## Exercise aim
Return a copy of each line in the listing that includes the word "when".

————————

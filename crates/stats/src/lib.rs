//! Statistical helper functions for comparing water-level series.

/// Arithmetic mean of a slice. Returns `None` if empty.
pub fn mean(data: &[f64]) -> Option<f64> {
    if data.is_empty() {
        return None;
    }
    let sum: f64 = data.iter().sum();
    Some(sum / data.len() as f64)
}

/// Returns `true` if every value equals the first one (or the slice is empty).
pub fn is_constant(data: &[f64]) -> bool {
    match data.first() {
        Some(&first) => data.iter().all(|&v| v == first),
        None => true,
    }
}

/// Root-mean-square difference `sqrt(mean((a - b)^2))` over paired samples.
///
/// Pairs where either side is non-finite are skipped. Returns `None` if no
/// finite pair remains.
pub fn rmse(a: &[f64], b: &[f64]) -> Option<f64> {
    let sq: Vec<f64> = a
        .iter()
        .zip(b.iter())
        .filter(|(ai, bi)| ai.is_finite() && bi.is_finite())
        .map(|(ai, bi)| (ai - bi) * (ai - bi))
        .collect();
    mean(&sq).map(f64::sqrt)
}

/// Pearson correlation between two index-aligned level series.
///
/// Samples where either level is missing (NaN) are skipped. A flat series
/// has no defined correlation, so `None` is returned for it and for fewer
/// than 3 usable samples.
pub fn pearson_correlation(x: &[f64], y: &[f64]) -> Option<f64> {
    let pairs: Vec<(f64, f64)> = x
        .iter()
        .zip(y.iter())
        .filter(|(xi, yi)| xi.is_finite() && yi.is_finite())
        .map(|(xi, yi)| (*xi, *yi))
        .collect();

    if pairs.len() < 3 {
        return None;
    }

    let n = pairs.len() as f64;
    let mx: f64 = pairs.iter().map(|(xi, _)| xi).sum::<f64>() / n;
    let my: f64 = pairs.iter().map(|(_, yi)| yi).sum::<f64>() / n;

    let mut sum_xy = 0.0;
    let mut sum_xx = 0.0;
    let mut sum_yy = 0.0;
    for &(xi, yi) in &pairs {
        let dx = xi - mx;
        let dy = yi - my;
        sum_xy += dx * dy;
        sum_xx += dx * dx;
        sum_yy += dy * dy;
    }

    let denom = (sum_xx * sum_yy).sqrt();
    if denom == 0.0 {
        return None;
    }

    Some(sum_xy / denom)
}

/// Shift a series by `lag` samples, holding the edge value.
///
/// A positive `lag` delays the series (`out[i] = data[i - lag]`) and fills
/// the first `lag` samples with `data[0]`; a negative `lag` advances it and
/// fills the tail with the last value. The output has the input's length.
pub fn shift_hold(data: &[f64], lag: isize) -> Vec<f64> {
    let n = data.len();
    if n == 0 || lag == 0 {
        return data.to_vec();
    }
    let first = data[0];
    let last = data[n - 1];
    (0..n as isize)
        .map(|i| {
            let src = i - lag;
            if src < 0 {
                first
            } else if src >= n as isize {
                last
            } else {
                data[src as usize]
            }
        })
        .collect()
}

#[cfg(test)]
mod tests {
    use super::*;
    use approx::assert_relative_eq;

    #[test]
    fn mean_of_levels() {
        let levels = [0.1, 0.3, 0.8, 1.2, 0.6];
        assert_relative_eq!(mean(&levels).unwrap(), 0.6, epsilon = 1e-12);
        assert!(mean(&[]).is_none());
    }

    #[test]
    fn constant_series() {
        assert!(is_constant(&[-0.2, -0.2, -0.2]));
        assert!(is_constant(&[]));
        assert!(!is_constant(&[-0.2, -0.1]));
    }

    #[test]
    fn rmse_of_level_errors() {
        let observed = [0.2, 0.5, 0.9];
        let estimated = [0.2, 0.5, 1.1];
        assert_relative_eq!(
            rmse(&observed, &estimated).unwrap(),
            (0.04f64 / 3.0).sqrt(),
            epsilon = 1e-12
        );
        assert!(rmse(&[], &[]).is_none());
    }

    #[test]
    fn correlation_of_scaled_hydrograph() {
        let observed = [0.0, 0.4, 1.1, 0.7, 0.3];
        let estimated: Vec<f64> = observed.iter().map(|h| 2.0 * h - 0.2).collect();
        assert_relative_eq!(
            pearson_correlation(&observed, &estimated).unwrap(),
            1.0,
            epsilon = 1e-9
        );
    }

    #[test]
    fn correlation_of_inverted_hydrograph() {
        let observed = [0.0, 0.4, 1.1, 0.7];
        let estimated = [1.1, 0.7, 0.0, 0.4];
        let r = pearson_correlation(&observed, &estimated).unwrap();
        assert!(r < -0.8);
    }

    #[test]
    fn correlation_needs_three_pairs() {
        assert!(pearson_correlation(&[0.2, 0.9], &[0.3, 1.0]).is_none());
        // only two finite pairs remain
        let a = [0.2, f64::NAN, 0.9, 0.5];
        let b = [0.3, 0.6, 1.0, f64::NAN];
        assert!(pearson_correlation(&a, &b).is_none());
    }

    #[test]
    fn correlation_of_flat_series_is_undefined() {
        let observed = [0.1, 0.4, 0.9, 0.3];
        let flat = [-0.2; 4];
        assert!(pearson_correlation(&observed, &flat).is_none());
    }

    #[test]
    fn test_shift_hold_delay() {
        let data = [1.0, 2.0, 3.0, 4.0];
        assert_eq!(shift_hold(&data, 2), vec![1.0, 1.0, 1.0, 2.0]);
    }

    #[test]
    fn test_shift_hold_advance() {
        let data = [1.0, 2.0, 3.0, 4.0];
        assert_eq!(shift_hold(&data, -1), vec![2.0, 3.0, 4.0, 4.0]);
    }

    #[test]
    fn test_shift_hold_beyond_length() {
        let data = [1.0, 2.0, 3.0];
        assert_eq!(shift_hold(&data, 5), vec![1.0, 1.0, 1.0]);
        assert!(shift_hold(&[], 3).is_empty());
    }
}
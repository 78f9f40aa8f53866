use std::collections::BTreeMap;
use std::path::Path;

use anyhow::{Context, Result};
use serde::Deserialize;

/// Top-level creek configuration.
#[derive(Debug, Deserialize, Default)]
#[serde(deny_unknown_fields)]
pub struct CreekConfig {
    /// Event file layout.
    #[serde(default)]
    pub io: IoToml,

    /// Peak detection thresholds.
    #[serde(default)]
    pub peaks: PeaksToml,

    /// Peak pairing window.
    #[serde(default)]
    pub window: WindowToml,

    /// Simulation run settings.
    #[serde(default)]
    pub run: RunToml,

    /// Antecedent soil scenarios.
    #[serde(default)]
    pub scenarios: ScenariosToml,

    /// Basin definitions and overrides, keyed by basin name.
    #[serde(default)]
    pub basins: BTreeMap<String, BasinToml>,
}

impl CreekConfig {
    /// Reads a TOML file, or returns the defaults when `path` is `None`.
    pub fn load(path: Option<&Path>) -> Result<Self> {
        let Some(path) = path else {
            return Ok(Self::default());
        };
        let toml_str = std::fs::read_to_string(path)
            .with_context(|| format!("failed to read config file: {}", path.display()))?;
        toml::from_str(&toml_str).context("failed to parse TOML config")
    }
}

#[derive(Debug, Deserialize)]
#[serde(deny_unknown_fields)]
pub struct IoToml {
    #[serde(default = "default_timestamp_column")]
    pub timestamp_column: String,
    #[serde(default = "default_precipitation_column")]
    pub precipitation_column: String,
    #[serde(default = "default_level_column")]
    pub level_column: Option<String>,
    #[serde(default = "default_missing_value")]
    pub missing_value: f64,
}

impl Default for IoToml {
    fn default() -> Self {
        Self {
            timestamp_column: default_timestamp_column(),
            precipitation_column: default_precipitation_column(),
            level_column: default_level_column(),
            missing_value: default_missing_value(),
        }
    }
}

fn default_timestamp_column() -> String {
    "timestamp".to_string()
}
fn default_precipitation_column() -> String {
    "precipitation".to_string()
}
fn default_level_column() -> Option<String> {
    Some("level".to_string())
}
fn default_missing_value() -> f64 {
    -9999.0
}

#[derive(Debug, Deserialize)]
#[serde(deny_unknown_fields)]
pub struct PeaksToml {
    #[serde(default = "default_min_height")]
    pub min_height: f64,
    #[serde(default = "default_min_prominence")]
    pub min_prominence: f64,
    #[serde(default = "default_min_width")]
    pub min_width: usize,
}

impl Default for PeaksToml {
    fn default() -> Self {
        Self {
            min_height: default_min_height(),
            min_prominence: default_min_prominence(),
            min_width: default_min_width(),
        }
    }
}

fn default_min_height() -> f64 {
    0.2
}
fn default_min_prominence() -> f64 {
    0.1
}
fn default_min_width() -> usize {
    2
}

#[derive(Debug, Deserialize)]
#[serde(deny_unknown_fields)]
pub struct WindowToml {
    #[serde(default = "default_low_hours")]
    pub low_hours: f64,
    #[serde(default = "default_high_hours")]
    pub high_hours: f64,
}

impl Default for WindowToml {
    fn default() -> Self {
        Self {
            low_hours: default_low_hours(),
            high_hours: default_high_hours(),
        }
    }
}

fn default_low_hours() -> f64 {
    -0.5
}
fn default_high_hours() -> f64 {
    3.0
}

#[derive(Debug, Deserialize)]
#[serde(deny_unknown_fields)]
pub struct RunToml {
    #[serde(default = "default_reseed_policy")]
    pub reseed_policy: String,
}

impl Default for RunToml {
    fn default() -> Self {
        Self {
            reseed_policy: default_reseed_policy(),
        }
    }
}

fn default_reseed_policy() -> String {
    "keep_runoff".to_string()
}

#[derive(Debug, Deserialize)]
#[serde(deny_unknown_fields)]
pub struct ScenariosToml {
    #[serde(default = "default_deficit90")]
    pub deficit90: Vec<f64>,
    #[serde(default = "default_surface_ratio")]
    pub surface_ratio: f64,
}

impl Default for ScenariosToml {
    fn default() -> Self {
        Self {
            deficit90: default_deficit90(),
            surface_ratio: default_surface_ratio(),
        }
    }
}

fn default_deficit90() -> Vec<f64> {
    vec![-20.0, 0.0, 20.0, 50.0, 80.0]
}
fn default_surface_ratio() -> f64 {
    creek_soil::DEFAULT_SURFACE_RATIO
}

/// One basin table. Fields left out keep the built-in value when the basin
/// has one; a basin without built-in constants needs every required field.
#[derive(Debug, Deserialize, Default)]
#[serde(deny_unknown_fields)]
pub struct BasinToml {
    pub zero_level: Option<f64>,
    pub max_level: Option<f64>,
    pub shape_k: Option<f64>,
    pub reference_swc: Option<f64>,
    /// Level at `reference_swc`, from which `shape_m` is derived.
    pub reference_level: Option<f64>,
    /// Explicit shape factor; set this or `reference_level`, not both.
    pub shape_m: Option<f64>,
    pub inf_min: Option<f64>,
    pub inf_max: Option<f64>,
    pub deficit_min: Option<f64>,
    pub deficit_max: Option<f64>,
    /// Monthly canopy capacity (mm), January first.
    pub interception: Option<Vec<f64>>,
    pub runoff_decay_alpha: Option<f64>,
    pub default_shift_hours: Option<f64>,
    pub rating: Option<RatingToml>,
    pub alarms: Option<AlarmsToml>,
}

#[derive(Debug, Deserialize)]
#[serde(deny_unknown_fields)]
pub struct RatingToml {
    pub coefficient: f64,
    #[serde(default)]
    pub offset: f64,
    pub exponent: f64,
}

#[derive(Debug, Deserialize)]
#[serde(deny_unknown_fields)]
pub struct AlarmsToml {
    pub warning: f64,
    pub prealarm: f64,
    pub alarm: f64,
}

————————

## Exercise answer
    /// Reads a TOML file, or returns the defaults when `path` is `None`.
/// One basin table. Fields left out keep the built-in value when the basin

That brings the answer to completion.